■ Exercise description
Copy out every line of the records where the string "LLMProvider" occurs.

■ Dataset records

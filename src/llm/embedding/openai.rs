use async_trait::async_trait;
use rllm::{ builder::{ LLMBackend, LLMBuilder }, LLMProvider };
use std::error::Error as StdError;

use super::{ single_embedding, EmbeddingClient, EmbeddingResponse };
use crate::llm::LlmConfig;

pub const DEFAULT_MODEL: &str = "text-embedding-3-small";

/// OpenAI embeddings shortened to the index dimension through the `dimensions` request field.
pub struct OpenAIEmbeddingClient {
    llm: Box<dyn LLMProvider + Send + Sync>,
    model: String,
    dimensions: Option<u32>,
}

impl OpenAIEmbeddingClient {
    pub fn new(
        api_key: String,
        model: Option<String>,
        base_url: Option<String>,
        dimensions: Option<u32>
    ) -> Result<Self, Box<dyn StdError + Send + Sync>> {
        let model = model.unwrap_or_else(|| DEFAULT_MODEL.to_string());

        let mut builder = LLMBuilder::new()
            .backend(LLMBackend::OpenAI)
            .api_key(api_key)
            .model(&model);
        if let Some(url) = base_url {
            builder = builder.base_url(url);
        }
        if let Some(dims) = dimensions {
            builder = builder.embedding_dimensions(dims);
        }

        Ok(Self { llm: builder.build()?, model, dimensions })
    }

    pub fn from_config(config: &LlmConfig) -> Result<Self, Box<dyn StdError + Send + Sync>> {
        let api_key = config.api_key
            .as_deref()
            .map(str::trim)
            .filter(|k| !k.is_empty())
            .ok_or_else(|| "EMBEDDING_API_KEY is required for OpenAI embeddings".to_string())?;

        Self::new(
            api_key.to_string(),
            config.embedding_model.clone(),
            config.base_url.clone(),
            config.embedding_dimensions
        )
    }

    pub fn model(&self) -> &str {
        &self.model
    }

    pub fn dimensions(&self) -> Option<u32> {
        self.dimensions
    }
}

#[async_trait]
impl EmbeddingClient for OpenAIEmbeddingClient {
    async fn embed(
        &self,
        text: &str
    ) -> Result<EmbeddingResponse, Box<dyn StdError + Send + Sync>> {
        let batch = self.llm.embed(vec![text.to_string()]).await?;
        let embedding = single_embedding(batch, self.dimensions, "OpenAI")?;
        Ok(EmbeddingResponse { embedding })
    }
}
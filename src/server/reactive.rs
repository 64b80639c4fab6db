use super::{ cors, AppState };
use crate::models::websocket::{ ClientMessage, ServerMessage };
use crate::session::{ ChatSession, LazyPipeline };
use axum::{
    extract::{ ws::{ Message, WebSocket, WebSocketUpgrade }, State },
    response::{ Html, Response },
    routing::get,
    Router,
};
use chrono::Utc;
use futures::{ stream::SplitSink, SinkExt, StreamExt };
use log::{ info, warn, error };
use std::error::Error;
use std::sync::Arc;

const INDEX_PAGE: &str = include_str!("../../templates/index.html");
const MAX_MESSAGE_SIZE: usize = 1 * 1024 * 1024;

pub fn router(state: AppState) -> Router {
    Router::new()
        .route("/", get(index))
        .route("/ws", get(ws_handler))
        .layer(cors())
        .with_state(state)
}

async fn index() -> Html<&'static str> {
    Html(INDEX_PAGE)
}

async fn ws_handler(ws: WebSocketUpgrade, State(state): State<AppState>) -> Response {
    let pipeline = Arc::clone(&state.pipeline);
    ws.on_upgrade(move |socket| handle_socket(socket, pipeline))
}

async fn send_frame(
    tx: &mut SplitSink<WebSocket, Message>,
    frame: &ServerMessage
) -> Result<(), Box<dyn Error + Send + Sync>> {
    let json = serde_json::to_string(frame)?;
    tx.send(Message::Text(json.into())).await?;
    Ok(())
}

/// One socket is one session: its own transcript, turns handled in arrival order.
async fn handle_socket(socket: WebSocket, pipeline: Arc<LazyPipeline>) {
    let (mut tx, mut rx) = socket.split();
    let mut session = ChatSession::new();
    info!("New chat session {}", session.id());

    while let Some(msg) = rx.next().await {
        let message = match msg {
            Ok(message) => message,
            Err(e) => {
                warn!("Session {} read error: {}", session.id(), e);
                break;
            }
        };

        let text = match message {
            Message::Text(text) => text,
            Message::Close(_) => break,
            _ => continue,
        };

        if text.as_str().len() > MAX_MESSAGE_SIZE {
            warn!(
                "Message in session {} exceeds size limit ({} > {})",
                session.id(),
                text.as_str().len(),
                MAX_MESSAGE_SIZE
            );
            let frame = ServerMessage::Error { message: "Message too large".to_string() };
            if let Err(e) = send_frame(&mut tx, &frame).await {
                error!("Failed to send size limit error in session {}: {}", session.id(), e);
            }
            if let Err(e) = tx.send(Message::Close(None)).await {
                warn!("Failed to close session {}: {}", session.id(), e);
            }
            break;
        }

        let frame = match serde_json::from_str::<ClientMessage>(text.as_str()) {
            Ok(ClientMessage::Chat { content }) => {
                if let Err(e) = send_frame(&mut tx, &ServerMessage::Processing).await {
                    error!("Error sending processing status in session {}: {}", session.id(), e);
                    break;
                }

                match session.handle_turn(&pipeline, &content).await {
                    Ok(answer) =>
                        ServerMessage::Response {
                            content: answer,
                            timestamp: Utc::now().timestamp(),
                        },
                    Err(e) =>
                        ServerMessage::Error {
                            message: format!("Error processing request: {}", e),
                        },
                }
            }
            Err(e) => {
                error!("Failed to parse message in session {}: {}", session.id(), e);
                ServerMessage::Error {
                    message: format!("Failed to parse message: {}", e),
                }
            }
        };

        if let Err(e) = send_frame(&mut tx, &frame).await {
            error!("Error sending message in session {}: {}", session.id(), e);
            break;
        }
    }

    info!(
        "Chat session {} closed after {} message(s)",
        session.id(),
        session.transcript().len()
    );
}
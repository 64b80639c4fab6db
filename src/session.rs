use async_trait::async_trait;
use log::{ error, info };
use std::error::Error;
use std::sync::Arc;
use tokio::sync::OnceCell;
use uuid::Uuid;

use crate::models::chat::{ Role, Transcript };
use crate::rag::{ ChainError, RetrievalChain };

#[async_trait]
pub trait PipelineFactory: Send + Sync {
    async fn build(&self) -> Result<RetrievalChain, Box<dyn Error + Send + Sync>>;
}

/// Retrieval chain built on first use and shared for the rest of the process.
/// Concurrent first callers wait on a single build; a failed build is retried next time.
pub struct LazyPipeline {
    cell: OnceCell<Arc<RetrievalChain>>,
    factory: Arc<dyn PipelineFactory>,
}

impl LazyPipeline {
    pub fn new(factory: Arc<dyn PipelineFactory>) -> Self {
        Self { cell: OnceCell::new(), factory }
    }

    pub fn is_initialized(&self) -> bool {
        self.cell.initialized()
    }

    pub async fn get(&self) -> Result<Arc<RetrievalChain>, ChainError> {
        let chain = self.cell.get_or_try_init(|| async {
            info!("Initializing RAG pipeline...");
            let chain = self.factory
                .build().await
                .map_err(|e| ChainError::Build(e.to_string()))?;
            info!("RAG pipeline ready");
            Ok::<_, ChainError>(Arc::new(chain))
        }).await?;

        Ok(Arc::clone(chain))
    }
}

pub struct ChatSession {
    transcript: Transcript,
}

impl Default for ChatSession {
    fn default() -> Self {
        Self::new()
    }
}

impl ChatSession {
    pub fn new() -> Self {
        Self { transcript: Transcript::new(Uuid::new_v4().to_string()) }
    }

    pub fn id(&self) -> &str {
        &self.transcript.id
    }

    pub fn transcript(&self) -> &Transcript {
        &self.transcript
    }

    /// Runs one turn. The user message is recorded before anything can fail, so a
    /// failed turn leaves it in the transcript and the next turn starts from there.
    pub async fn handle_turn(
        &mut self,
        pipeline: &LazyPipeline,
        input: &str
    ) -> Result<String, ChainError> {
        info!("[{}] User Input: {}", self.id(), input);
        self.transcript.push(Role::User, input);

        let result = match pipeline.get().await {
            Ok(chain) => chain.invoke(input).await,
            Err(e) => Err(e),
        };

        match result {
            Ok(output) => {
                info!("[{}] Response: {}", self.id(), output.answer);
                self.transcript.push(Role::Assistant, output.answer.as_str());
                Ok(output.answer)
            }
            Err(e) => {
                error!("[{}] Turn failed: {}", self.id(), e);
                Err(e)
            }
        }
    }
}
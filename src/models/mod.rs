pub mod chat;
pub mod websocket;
...
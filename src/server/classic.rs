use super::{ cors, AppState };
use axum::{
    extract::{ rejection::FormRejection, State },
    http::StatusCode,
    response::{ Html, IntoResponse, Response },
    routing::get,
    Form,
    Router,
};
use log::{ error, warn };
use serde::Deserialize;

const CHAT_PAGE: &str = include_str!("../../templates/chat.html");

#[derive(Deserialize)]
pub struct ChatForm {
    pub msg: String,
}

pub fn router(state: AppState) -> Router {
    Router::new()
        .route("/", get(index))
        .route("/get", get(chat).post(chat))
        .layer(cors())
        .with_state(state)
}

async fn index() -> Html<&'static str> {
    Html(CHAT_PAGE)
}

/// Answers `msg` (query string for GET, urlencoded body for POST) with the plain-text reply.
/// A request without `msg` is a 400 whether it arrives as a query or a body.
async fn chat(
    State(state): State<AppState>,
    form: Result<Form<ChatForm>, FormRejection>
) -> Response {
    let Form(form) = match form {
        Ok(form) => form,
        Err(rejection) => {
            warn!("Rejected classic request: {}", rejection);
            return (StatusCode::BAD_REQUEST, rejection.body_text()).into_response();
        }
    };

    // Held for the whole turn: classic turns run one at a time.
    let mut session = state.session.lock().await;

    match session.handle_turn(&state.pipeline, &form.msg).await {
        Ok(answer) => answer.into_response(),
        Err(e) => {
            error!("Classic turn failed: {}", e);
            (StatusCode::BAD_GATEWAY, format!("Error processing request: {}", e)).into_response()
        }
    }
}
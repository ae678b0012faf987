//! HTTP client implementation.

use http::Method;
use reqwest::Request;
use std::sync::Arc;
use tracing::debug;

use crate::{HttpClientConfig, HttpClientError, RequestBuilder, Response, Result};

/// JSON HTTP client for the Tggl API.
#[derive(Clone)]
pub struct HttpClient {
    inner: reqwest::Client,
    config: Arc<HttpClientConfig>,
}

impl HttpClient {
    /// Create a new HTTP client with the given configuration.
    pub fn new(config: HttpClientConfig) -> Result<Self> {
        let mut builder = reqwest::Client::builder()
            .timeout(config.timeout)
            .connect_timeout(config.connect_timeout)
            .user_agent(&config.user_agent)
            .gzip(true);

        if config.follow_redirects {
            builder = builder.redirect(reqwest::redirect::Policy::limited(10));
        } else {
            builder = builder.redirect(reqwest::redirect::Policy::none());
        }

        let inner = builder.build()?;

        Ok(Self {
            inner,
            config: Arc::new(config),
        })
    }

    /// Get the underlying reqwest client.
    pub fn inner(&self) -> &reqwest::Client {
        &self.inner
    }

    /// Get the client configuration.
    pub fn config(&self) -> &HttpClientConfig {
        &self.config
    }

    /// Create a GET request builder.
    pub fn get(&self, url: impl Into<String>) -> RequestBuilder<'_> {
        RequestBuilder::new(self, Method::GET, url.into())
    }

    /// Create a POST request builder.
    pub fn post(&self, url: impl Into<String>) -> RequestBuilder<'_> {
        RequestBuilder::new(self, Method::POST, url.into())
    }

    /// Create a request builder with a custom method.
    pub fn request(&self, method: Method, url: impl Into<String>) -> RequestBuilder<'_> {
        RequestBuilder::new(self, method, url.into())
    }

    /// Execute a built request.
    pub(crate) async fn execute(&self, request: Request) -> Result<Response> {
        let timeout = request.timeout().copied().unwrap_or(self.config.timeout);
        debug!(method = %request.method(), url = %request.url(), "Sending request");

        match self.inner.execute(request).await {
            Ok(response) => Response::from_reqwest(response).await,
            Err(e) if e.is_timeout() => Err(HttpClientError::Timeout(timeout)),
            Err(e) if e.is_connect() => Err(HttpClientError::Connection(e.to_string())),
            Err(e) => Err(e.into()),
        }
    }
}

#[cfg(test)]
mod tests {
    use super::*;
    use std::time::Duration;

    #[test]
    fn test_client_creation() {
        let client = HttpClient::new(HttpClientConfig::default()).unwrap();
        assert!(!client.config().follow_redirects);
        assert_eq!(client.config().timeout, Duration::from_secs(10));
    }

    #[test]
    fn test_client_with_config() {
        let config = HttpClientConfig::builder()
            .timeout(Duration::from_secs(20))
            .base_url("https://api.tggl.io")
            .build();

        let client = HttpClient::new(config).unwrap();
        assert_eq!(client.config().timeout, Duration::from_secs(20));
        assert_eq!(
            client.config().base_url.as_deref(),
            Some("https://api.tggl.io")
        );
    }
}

■ Expected answer
use rllm::{ builder::{ LLMBackend, LLMBuilder }, LLMProvider };
    llm: Box<dyn LLMProvider + Send + Sync>,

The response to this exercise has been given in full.